**GOAL OF THE EXERCISE:**
Scan the records for the word "every". Return each line where it is found.

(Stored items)
◇ ◇ ◇ ◇ ◇ ◇ ◇

//! Tokenize command implementation

use crate::config::CliConfig;
use crate::error::CliError;
use crate::input::{read_vocabulary, resolve_patterns, FileReader};
use crate::language_source::LanguageSource;
use crate::output::{JsonFormatter, MarkdownFormatter, OutputFormatter, TextFormatter};
use crate::progress::ProgressReporter;
use anyhow::{Context, Result};
use clap::{Args, ValueEnum};
use shiori_core::{AnnotatedText, LemmaDictionary, ParserCatalog, VocabularySnapshot};
use shiori_engine::{
    Pipeline, ParserRegistry, ReparseJob, ReparseOptions, SinkError, TextId, TextOutcome,
    TextRecord, TextSink,
};
use std::fs::File;
use std::io::{self, BufWriter, Write};
use std::path::PathBuf;
use std::sync::{Arc, Mutex, PoisonError};

/// Arguments for the tokenize command
#[derive(Debug, Args)]
pub struct TokenizeArgs {
    /// Input files or patterns (supports glob)
    #[arg(short, long, value_name = "FILE/PATTERN", required = true)]
    pub input: Vec<String>,

    /// Output file (default: stdout)
    #[arg(short, long, value_name = "FILE")]
    pub output: Option<PathBuf>,

    /// Output format (default: from config, else text)
    #[arg(short, long, value_enum)]
    pub format: Option<OutputFormat>,

    /// Built-in language code or alias (e.g. en, ja, zh-jieba, arabic)
    #[arg(short, long, value_name = "CODE", conflicts_with = "language_config")]
    pub language: Option<String>,

    /// Language profile TOML file
    #[arg(short = 'c', long, value_name = "FILE")]
    pub language_config: Option<PathBuf>,

    /// Additional parser catalog TOML file
    #[arg(long, value_name = "FILE")]
    pub parsers: Option<PathBuf>,

    /// Vocabulary file with multi-word expressions, one per line
    #[arg(long, value_name = "FILE")]
    pub vocabulary: Option<PathBuf>,

    /// Lemma dictionary (word_form<TAB>lemma)
    #[arg(long, value_name = "FILE")]
    pub lemmas: Option<PathBuf>,

    /// CLI configuration file
    #[arg(long, value_name = "FILE")]
    pub config: Option<PathBuf>,

    /// Number of worker threads
    #[arg(short, long, value_name = "N")]
    pub threads: Option<usize>,

    /// Keep tokenizing the remaining files after a failure
    #[arg(short, long)]
    pub keep_going: bool,

    /// Suppress progress output
    #[arg(short, long)]
    pub quiet: bool,

    /// Increase verbosity
    #[arg(short, long, action = clap::ArgAction::Count)]
    pub verbose: u8,
}

/// Supported output formats
#[derive(Debug, Clone, Copy, PartialEq, Eq, ValueEnum)]
pub enum OutputFormat {
    /// One tokenized sentence per line
    Text,
    /// JSON array with sentences, tokens and groups
    Json,
    /// Markdown section per text
    Markdown,
}

/// Keeps successful results in memory until the run ends
#[derive(Default)]
struct CollectingSink {
    texts: Mutex<Vec<(TextId, AnnotatedText)>>,
}

impl TextSink for CollectingSink {
    fn store(&self, id: TextId, text: &AnnotatedText) -> std::result::Result<(), SinkError> {
        self.texts
            .lock()
            .unwrap_or_else(PoisonError::into_inner)
            .push((id, text.clone()));
        Ok(())
    }
}

impl CollectingSink {
    fn into_results(self) -> Vec<(TextId, AnnotatedText)> {
        let mut texts = self.texts.into_inner().unwrap_or_else(PoisonError::into_inner);
        texts.sort_by_key(|(id, _)| *id);
        texts
    }
}

impl TokenizeArgs {
    /// Execute the tokenize command
    pub fn execute(&self) -> Result<()> {
        self.init_logging();
        log::debug!("Arguments: {:?}", self);

        let cli_config = match &self.config {
            Some(path) => CliConfig::from_file(path)?,
            None => CliConfig::default(),
        };
        let engine_config = cli_config.engine_config(self.threads)?;

        let mut catalog = ParserCatalog::builtin()?;
        if let Some(path) = &self.parsers {
            catalog.extend(
                ParserCatalog::from_file(path)
                    .with_context(|| format!("Failed to load parsers: {}", path.display()))?,
            );
        }
        let registry = Arc::new(ParserRegistry::new(catalog, &engine_config));

        let source = LanguageSource::from_args(
            self.language.as_deref(),
            self.language_config.as_ref(),
            &cli_config.processing.default_language,
        );
        let profile = source.load(&registry)?;
        log::info!("Language: {}", source.display_name());

        let pipeline = Pipeline::new(registry, engine_config)?;

        let snapshot = match &self.vocabulary {
            Some(path) => pipeline
                .snapshot_from_expressions(&profile, read_vocabulary(path)?)
                .context("Failed to segment vocabulary")?,
            None => VocabularySnapshot::default(),
        };
        let lemmas = self
            .lemmas
            .as_ref()
            .map(|path| {
                LemmaDictionary::from_file(path)
                    .with_context(|| format!("Failed to load lemmas: {}", path.display()))
            })
            .transpose()?;

        let files = resolve_patterns(&self.input)?;
        let names: Vec<String> = files.iter().map(|p| p.display().to_string()).collect();
        let texts = files
            .iter()
            .enumerate()
            .map(|(i, path)| Ok(TextRecord::new(i as u64, FileReader::read_text(path)?)))
            .collect::<Result<Vec<_>>>()?;
        log::info!("Tokenizing {} files", texts.len());

        let options = ReparseOptions {
            continue_on_error: self.keep_going || cli_config.processing.continue_on_error,
            threads: pipeline.config().threads,
        };

        let mut progress = ProgressReporter::new(self.quiet);
        progress.init_texts(texts.len() as u64);
        let sink = CollectingSink::default();

        let report = {
            let progress = &progress;
            let names = &names;
            let mut job = ReparseJob::new(&pipeline, &profile, &snapshot)
                .options(options)
                .on_outcome(move |id, outcome| {
                    progress.text_finished(&names[id.0 as usize], outcome.is_completed())
                });
            if let Some(lemmas) = &lemmas {
                job = job.lemmas(lemmas);
            }
            job.run(&texts, Some(&sink))?
        };
        progress.finish();

        let mut formatter = self.formatter(&cli_config)?;
        for (id, text) in sink.into_results() {
            formatter.format_text(&names[id.0 as usize], &text)?;
        }
        formatter.finish()?;

        for (id, outcome) in report.outcomes() {
            if let TextOutcome::Failed(reason) = outcome {
                eprintln!("✗ {}: {reason}", names[id.0 as usize]);
            }
        }

        if !report.is_complete() {
            return Err(CliError::TextsFailed {
                failed: report.failed() + report.skipped(),
                total: texts.len(),
            }
            .into());
        }
        Ok(())
    }

    fn formatter(&self, config: &CliConfig) -> Result<Box<dyn OutputFormatter>> {
        let format = match self.format {
            Some(format) => format,
            None => OutputFormat::from_str(&config.output.default_format, true).map_err(|_| {
                CliError::ConfigError(format!(
                    "unknown output format '{}'",
                    config.output.default_format
                ))
            })?,
        };

        let writer: Box<dyn Write + Send + Sync> = match &self.output {
            Some(path) => Box::new(BufWriter::new(File::create(path).with_context(|| {
                format!("Failed to create output file: {}", path.display())
            })?)),
            None => Box::new(io::stdout()),
        };

        let show_lemmas = config.output.show_lemmas;
        Ok(match format {
            OutputFormat::Text => Box::new(TextFormatter::new(writer, show_lemmas)),
            OutputFormat::Json => Box::new(JsonFormatter::new(writer, config.output.pretty_json)),
            OutputFormat::Markdown => Box::new(MarkdownFormatter::new(writer, show_lemmas)),
        })
    }

    /// Initialize logging based on verbosity level
    fn init_logging(&self) {
        let log_level = match self.verbose {
            0 => "warn",
            1 => "info",
            2 => "debug",
            _ => "trace",
        };

        if !self.quiet {
            let _ = env_logger::Builder::from_env(
                env_logger::Env::default().default_filter_or(log_level),
            )
            .try_init();
        }
    }
}
//! Validate command implementation

use anyhow::{Context, Result};
use clap::Args;
use shiori_core::{LanguageProfile, ParserCatalog, Tokenization};
use std::path::PathBuf;

/// Arguments for the validate command
#[derive(Debug, Args)]
pub struct ValidateArgs {
    /// Path to language configuration file to validate
    #[arg(short = 'c', long, value_name = "FILE", required = true)]
    pub language_config: PathBuf,

    /// Additional parser catalog the profile may reference
    #[arg(long, value_name = "FILE")]
    pub parsers: Option<PathBuf>,
}

impl ValidateArgs {
    /// Execute the validate command
    pub fn execute(&self) -> Result<()> {
        println!(
            "Validating language configuration: {}",
            self.language_config.display()
        );

        let mut catalog = ParserCatalog::builtin()?;
        if let Some(path) = &self.parsers {
            catalog.extend(
                ParserCatalog::from_file(path)
                    .with_context(|| format!("Failed to load parsers: {}", path.display()))?,
            );
        }

        match LanguageProfile::from_file(&self.language_config, &catalog) {
            Ok(profile) => {
                println!("✓ Configuration is valid!");
                println!("  Language code: {}", profile.code());
                println!("  Language name: {}", profile.name());
                match profile.tokenization() {
                    Tokenization::Internal(rules) => println!(
                        "  Tokenization: internal (split_each_char: {}, remove_spaces: {})",
                        rules.split_each_char, rules.remove_spaces
                    ),
                    Tokenization::External(parser) => println!(
                        "  Tokenization: external parser '{}' ({} {})",
                        parser.parser_type(),
                        parser.binary(),
                        parser.args().join(" ")
                    ),
                }
                println!("  Boundary exceptions: {}", profile.exceptions().len());
                if profile.is_right_to_left() {
                    println!("  Direction: right to left");
                }
                Ok(())
            }
            Err(e) => {
                println!("✗ Configuration is invalid!");
                println!("  Error: {e}");
                Err(anyhow::anyhow!("Validation failed: {}", e))
            }
        }
    }
}
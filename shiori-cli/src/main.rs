//! shiori command-line entry point

use clap::Parser;
use shiori_cli::commands::Commands;
use shiori_cli::CliResult;

/// Language-aware tokenization for reading texts
#[derive(Debug, Parser)]
#[command(name = "shiori", version, about, long_about = None)]
struct Cli {
    #[command(subcommand)]
    command: Commands,
}

fn main() -> CliResult<()> {
    Cli::parse().command.execute()
}
use std::collections::HashMap;

use chrono::{DateTime, Utc};
use serde::{Deserialize, Serialize};

use shared_config::AppConfig;

/// Status every client-created reservation is sent with.
pub const CONFIRMED_RESERVATION_STATUS: &str = "CONFIRM";

#[derive(Debug, Clone, PartialEq, Serialize, Deserialize)]
pub struct Reservation {
    pub id: i64,
    pub reference_no: String,
    pub slot_id: i64,
    pub patient_id: i64,
    pub ticket_no: i64,
    pub status: String,
    #[serde(with = "shared_models::time")]
    pub created_at: DateTime<Utc>,
}

#[derive(Debug, Clone, Serialize, Deserialize)]
pub struct CreateReservationRequest {
    pub slot_id: i64,
    pub patient_id: i64,
    pub status: String,
}

impl CreateReservationRequest {
    pub fn confirmed(slot_id: i64, patient_id: i64) -> Self {
        Self {
            slot_id,
            patient_id,
            status: CONFIRMED_RESERVATION_STATUS.to_string(),
        }
    }
}

/// Which reservation rows count against a slot's capacity.
///
/// `CountAll` counts every row regardless of its own status, so a cancelled reservation still
/// occupies a ticket in the client's view. `ExcludeStatuses` drops rows whose status matches one
/// of the labels (ASCII case-insensitive).
#[derive(Debug, Clone, PartialEq, Eq, Default)]
pub enum ReservationCountPolicy {
    #[default]
    CountAll,
    ExcludeStatuses(Vec<String>),
}

impl ReservationCountPolicy {
    pub fn from_config(config: &AppConfig) -> Self {
        if config.reservation_excluded_statuses.is_empty() {
            ReservationCountPolicy::CountAll
        } else {
            ReservationCountPolicy::ExcludeStatuses(config.reservation_excluded_statuses.clone())
        }
    }

    pub fn counts(&self, reservation: &Reservation) -> bool {
        match self {
            ReservationCountPolicy::CountAll => true,
            ReservationCountPolicy::ExcludeStatuses(excluded) => !excluded
                .iter()
                .any(|status| status.eq_ignore_ascii_case(reservation.status.trim())),
        }
    }

    /// Counted reservations per slot id.
    pub fn tally(&self, reservations: &[Reservation]) -> HashMap<i64, u32> {
        let mut counts = HashMap::new();
        for reservation in reservations.iter().filter(|r| self.counts(r)) {
            *counts.entry(reservation.slot_id).or_insert(0u32) += 1;
        }
        counts
    }
}

/// Ticket usage of one slot, as shown on the staff overview.
#[derive(Debug, Clone, PartialEq, Serialize, Deserialize)]
pub struct SlotOccupancy {
    pub slot_id: i64,
    pub unique_id: String,
    pub doctor_id: i64,
    pub ticket_count: u32,
    pub reserved: u32,
    pub remaining: u32,
}
pub mod slot;

pub use slot::SlotService;
pub mod handlers;
pub mod models;
pub mod router;
pub mod services;

pub use models::*;
pub use services::*;
pub use router::slot_routes;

◇ ◇ ◇ ◇ ◇ ◇ ◇

**WRITTEN ANSWER:**
/// Status every client-created reservation is sent with.
/// `CountAll` counts every row regardless of its own status, so a cancelled reservation still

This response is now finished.